Sunday, May 1, 2011

FANAFI

FANAFI - it’s an acronym for businesses. Many businesses start out with an honorable and seemingly do-able business plan. But, downturns in the economy, personal missteps, and a whole host of other variables can wreak havoc on the once viable enterprise. When this happens, many entrepreneurs turn to the acronym above - FANAFI - “find a need and fill it.”

Many a struggling business has been saved with the FANAFI credo. There is nothing particularly innovative about FANAFI; the advice is sound and instructive for anyone who wants to be successful in meeting people’s needs and growing an entrepreneurial venture. FANAFI is about as simple as it gets. You find a need (a niche) that no one else is meeting, meet it effectively, and your venture will grow. FANAFI works for business. Maybe, just maybe, it will work for Pilgrim Church.

In the days after Easter, we can begin to see parallels in the first chapter of the book of Acts. As Jesus prepared to depart from his disciples, he gave them instructions on how to FANAFI as his representatives. Using two principles from Steve Gottry’s book, Common Sense Business: Starting, Operating, and Growing Your Small Business in Any Economy, we can begin to see some of Jesus’ and Gottry’s strategy.
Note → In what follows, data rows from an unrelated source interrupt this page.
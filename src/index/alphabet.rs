use crate::error::DigipinError;
use crate::index::constants::{DEFAULT_SYMBOLS, GRID_DIMENSION, SEPARATOR};
use serde::{Deserialize, Serialize};

/// The 16 symbols of the 4x4 grid, in row-major order from the northwest cell.
#[derive(Debug, Clone, PartialEq, Eq, Serialize, Deserialize)]
#[serde(try_from = "String", into = "String")]
pub struct Alphabet {
    symbols: [char; 16],
}

impl Alphabet {
    /// Builds an alphabet from exactly 16 distinct characters.
    ///
    /// The separator `-` and whitespace are not allowed.
    ///
    /// # Example
    /// ```
    /// use digipin_rs::Alphabet;
    ///
    /// let alphabet = Alphabet::new("FC98J327K456LMPT").unwrap();
    /// assert_eq!(alphabet.symbol(3, 3), 'T');
    /// assert_eq!(alphabet.position('J'), Some((1, 0)));
    ///
    /// assert!(Alphabet::new("AABBCC").is_err());
    /// ```
    pub fn new(symbols: &str) -> Result<Self, DigipinError> {
        let chars: Vec<char> = symbols.chars().collect();
        let symbols: [char; 16] = chars.as_slice().try_into().map_err(|_| {
            DigipinError::InvalidAlphabet(format!("expected 16 symbols, found {}", chars.len()))
        })?;

        for (i, &c) in symbols.iter().enumerate() {
            if c == SEPARATOR || c.is_whitespace() {
                return Err(DigipinError::InvalidAlphabet(format!(
                    "symbol '{}' is reserved",
                    c
                )));
            }
            if symbols[..i].contains(&c) {
                return Err(DigipinError::InvalidAlphabet(format!(
                    "symbol '{}' appears more than once",
                    c
                )));
            }
        }

        Ok(Self { symbols })
    }

    /// Symbol at grid position `(row, col)`; row 0 is the northern band.
    ///
    /// `row` and `col` must be below 4.
    pub fn symbol(&self, row: usize, col: usize) -> char {
        self.symbols[row * GRID_DIMENSION + col]
    }

    /// Grid position `(row, col)` of a symbol, if it belongs to the alphabet.
    pub fn position(&self, symbol: char) -> Option<(usize, usize)> {
        self.symbols
            .iter()
            .position(|&c| c == symbol)
            .map(|idx| (idx / GRID_DIMENSION, idx % GRID_DIMENSION))
    }

    pub fn contains(&self, symbol: char) -> bool {
        self.symbols.contains(&symbol)
    }

    pub fn symbols(&self) -> &[char; 16] {
        &self.symbols
    }
}

impl Default for Alphabet {
    fn default() -> Self {
        Self {
            symbols: DEFAULT_SYMBOLS,
        }
    }
}

impl TryFrom<String> for Alphabet {
    type Error = DigipinError;

    fn try_from(value: String) -> Result<Self, Self::Error> {
        Alphabet::new(&value)
    }
}

impl From<Alphabet> for String {
    fn from(alphabet: Alphabet) -> Self {
        alphabet.symbols.iter().collect()
    }
}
Begin with a dream. Gottry says all successful businesses begin with a dream - a dream envisioned by a leader and shared. Jesus indeed had a vision - one that he called the Kingdom of God. His vision was a people restored and brought to new life through the power of God’s saving love. Jesus had instructed them about the kingdom, and even though Jesus saw it as a long process, the disciples, no doubt, looked for short-term solutions. This was a struggle for his early followers.
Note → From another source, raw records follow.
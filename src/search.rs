//! Neighbor enumeration and radius search on top of the codec.

use crate::cell::PinCell;
use crate::coord::{Coordinate, Position};
use crate::error::DigipinError;
use crate::geom::haversine_distance;
use crate::index::{GridCodec, MAX_SEARCH_CELLS};
use crate::validate::{check_distance_radius, check_radius};
use crate::warning::{Annotated, Warning};
use rayon::prelude::*;
use std::collections::HashSet;

/// Outcome of encoding one shifted position.
enum Candidate {
    Hit(PinCell),
    Skipped(Skip),
}

enum Skip {
    OutsideRegion,
    Rejected(DigipinError),
}

fn locate_offset(codec: &GridCodec, latitude: f64, longitude: f64) -> Candidate {
    if !codec.is_within_region(&(longitude, latitude)) {
        return Candidate::Skipped(Skip::OutsideRegion);
    }
    match codec.encode(latitude, longitude) {
        Ok(cell) => Candidate::Hit(cell),
        Err(e) => Candidate::Skipped(Skip::Rejected(e)),
    }
}

/// Cells within `radius` grid steps of `cell`, excluding `cell` itself.
///
/// The cell's own latitude and longitude spans are the unit step. Candidates
/// falling outside the region are dropped, so cells on the region edge have
/// fewer neighbors. Radii above 100 are capped, with a warning.
///
/// Results are ordered south to north, then west to east.
///
/// # Errors
///
/// - [`DigipinError::InvalidRadius`] - `radius` is zero or negative
pub fn neighbors(
    codec: &GridCodec,
    cell: &PinCell,
    radius: i64,
) -> Result<Annotated<Vec<PinCell>>, DigipinError> {
    let (radius, capped) = check_radius(radius)?;
    let warnings: Vec<Warning> = capped.into_iter().collect();
    for warning in &warnings {
        log::warn!("neighbors of {}: {}", cell, warning);
    }

    let r = radius as i64;
    let center = cell.center();
    let bounds = cell.bounds();
    let (lat_step, lon_step) = (bounds.height(), bounds.width());

    let offsets: Vec<(i64, i64)> = (-r..=r)
        .flat_map(|di| (-r..=r).map(move |dj| (di, dj)))
        .filter(|&offset| offset != (0, 0))
        .collect();

    let candidates: Vec<Candidate> = offsets
        .par_iter()
        .map(|&(di, dj)| {
            locate_offset(
                codec,
                center.latitude() + di as f64 * lat_step,
                center.longitude() + dj as f64 * lon_step,
            )
        })
        .collect();

    let mut seen: HashSet<String> = HashSet::with_capacity(candidates.len() + 1);
    seen.insert(cell.code().to_string());

    let mut skipped = 0usize;
    let mut cells = Vec::with_capacity(candidates.len());
    for candidate in candidates {
        match candidate {
            Candidate::Hit(found) => {
                if seen.insert(found.code().to_string()) {
                    cells.push(found);
                }
            }
            Candidate::Skipped(Skip::OutsideRegion) => skipped += 1,
            Candidate::Skipped(Skip::Rejected(e)) => {
                log::trace!("neighbor of {} rejected: {}", cell, e);
                skipped += 1;
            }
        }
    }

    log::debug!(
        "{} neighbors of {} at radius {} ({} skipped)",
        cells.len(),
        cell,
        radius,
        skipped
    );
    Ok(Annotated::with_warnings(cells, warnings))
}

/// Cells whose centers lie within `radius_meters` of `center`.
///
/// The search covers `ceil(radius / grid size)` cells around the cell
/// holding `center`, capped at 100 with a warning, plus that cell itself
/// (last in the list). A center outside the region yields an empty result
/// and an [`Warning::OutsideRegion`] warning rather than an error; a center
/// close to the region edge carries [`Warning::NearBoundary`].
///
/// # Errors
///
/// - [`DigipinError::InvalidRadius`] - radius is zero, negative or not finite
/// - [`DigipinError::InvalidCoordinate`] - `center` is not a valid coordinate
///
/// # Example
/// ```
/// use digipin_rs::{GridCodec, search};
///
/// # fn main() -> Result<(), digipin_rs::DigipinError> {
/// let codec = GridCodec::default();
/// let found = search::find_in_radius(&codec, &(77.2090, 28.6139), 10.0)?;
/// assert!(found.value.iter().any(|c| c.code() == "39J438TJC7"));
/// # Ok(())
/// # }
/// ```
pub fn find_in_radius(
    codec: &GridCodec,
    center: &impl Position,
    radius_meters: f64,
) -> Result<Annotated<Vec<PinCell>>, DigipinError> {
    let mut warnings: Vec<Warning> = check_distance_radius(radius_meters)?.into_iter().collect();
    let origin = Coordinate::from_position(center)?;

    if !codec.is_within_region(&origin) {
        let warning = Warning::OutsideRegion { coordinate: origin };
        log::warn!("radius search skipped: {}", warning);
        warnings.push(warning);
        return Ok(Annotated::with_warnings(Vec::new(), warnings));
    }

    let located = codec.encode_annotated(origin.latitude(), origin.longitude())?;
    warnings.extend(located.warnings);
    let center_cell = located.value;
    let wanted = (radius_meters / center_cell.grid_size_meters()).ceil().max(1.0);
    let cells = if wanted > MAX_SEARCH_CELLS as f64 {
        let warning = Warning::RadiusCapped {
            requested: wanted as u64,
            applied: MAX_SEARCH_CELLS,
        };
        log::warn!("radius search around {}: {}", origin, warning);
        warnings.push(warning);
        MAX_SEARCH_CELLS
    } else {
        wanted as u32
    };

    let around = neighbors(codec, &center_cell, cells as i64)?;
    warnings.extend(around.warnings);

    let mut candidates = around.value;
    candidates.push(center_cell);

    let found: Vec<PinCell> = candidates
        .into_par_iter()
        .filter(|cell| haversine_distance(&origin, &cell.center()) <= radius_meters)
        .collect();

    log::debug!(
        "{} cells within {} m of {}",
        found.len(),
        radius_meters,
        origin
    );
    Ok(Annotated::with_warnings(found, warnings))
}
Implement the plan. Here’s the hard part. Christianity indeed started out as an entrepreneurial venture. But, somewhere along the way, on the way to the corporate model, the basic FANAFI principle went out the stained glass window. A church which prided itself on going into the trenches and into the back corners to seek out those who needed assistance most, turned into highly evolved empires (sometimes called denominations) instead of seekers, witnesses, and martyrs.

You get my (and Steve Gottry’s) point. Businesses which lose sight of their goals often fail. Churches which lose sight of their founding principles often face extinction too. So, what can we do?
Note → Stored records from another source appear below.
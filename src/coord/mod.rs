mod bounds;
mod coordinate;

pub use bounds::BoundingBox;
pub use coordinate::Coordinate;

use geo_types::Point;

/// Trait for types that can provide a longitude/latitude position.
///
/// Implemented for [`Coordinate`], `geo_types::Point<f64>` and `(f64, f64)`
/// tuples. Tuples and points follow the `geo` convention of `(x, y)`, which
/// means `(longitude, latitude)`.
pub trait Position {
    /// Returns the longitude in degrees.
    fn lon(&self) -> f64;
    /// Returns the latitude in degrees.
    fn lat(&self) -> f64;
}

impl Position for (f64, f64) {
    fn lon(&self) -> f64 {
        self.0
    }
    fn lat(&self) -> f64 {
        self.1
    }
}

impl Position for Point<f64> {
    fn lon(&self) -> f64 {
        Point::x(*self)
    }
    fn lat(&self) -> f64 {
        Point::y(*self)
    }
}

impl Position for Coordinate {
    fn lon(&self) -> f64 {
        self.longitude()
    }
    fn lat(&self) -> f64 {
        self.latitude()
    }
}

impl<P: Position> Position for &P {
    fn lon(&self) -> f64 {
        (*self).lon()
    }
    fn lat(&self) -> f64 {
        (*self).lat()
    }
}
What the early Church had was a message of hope, a plan for loving everyone, and a compelling way of life - a FANAFI. Around Pilgrim Church, we are seeing FANAFI. From the hospitality shown to visitors to the proposed acquisition of a Youth Minister, it’s beginning to happen. We are looking at the needs of others, not our own. We are looking for unfulfilled needs. Our intention is to fill them. Maybe it’s tutoring. Maybe it’s job skills training. We do not know yet.

Whatever it is, we are looking for it. Whether it is Jesus and his followers in the first century, or a band of believers in Green Twp., we now have a plan. It is FANAFI. Get on board.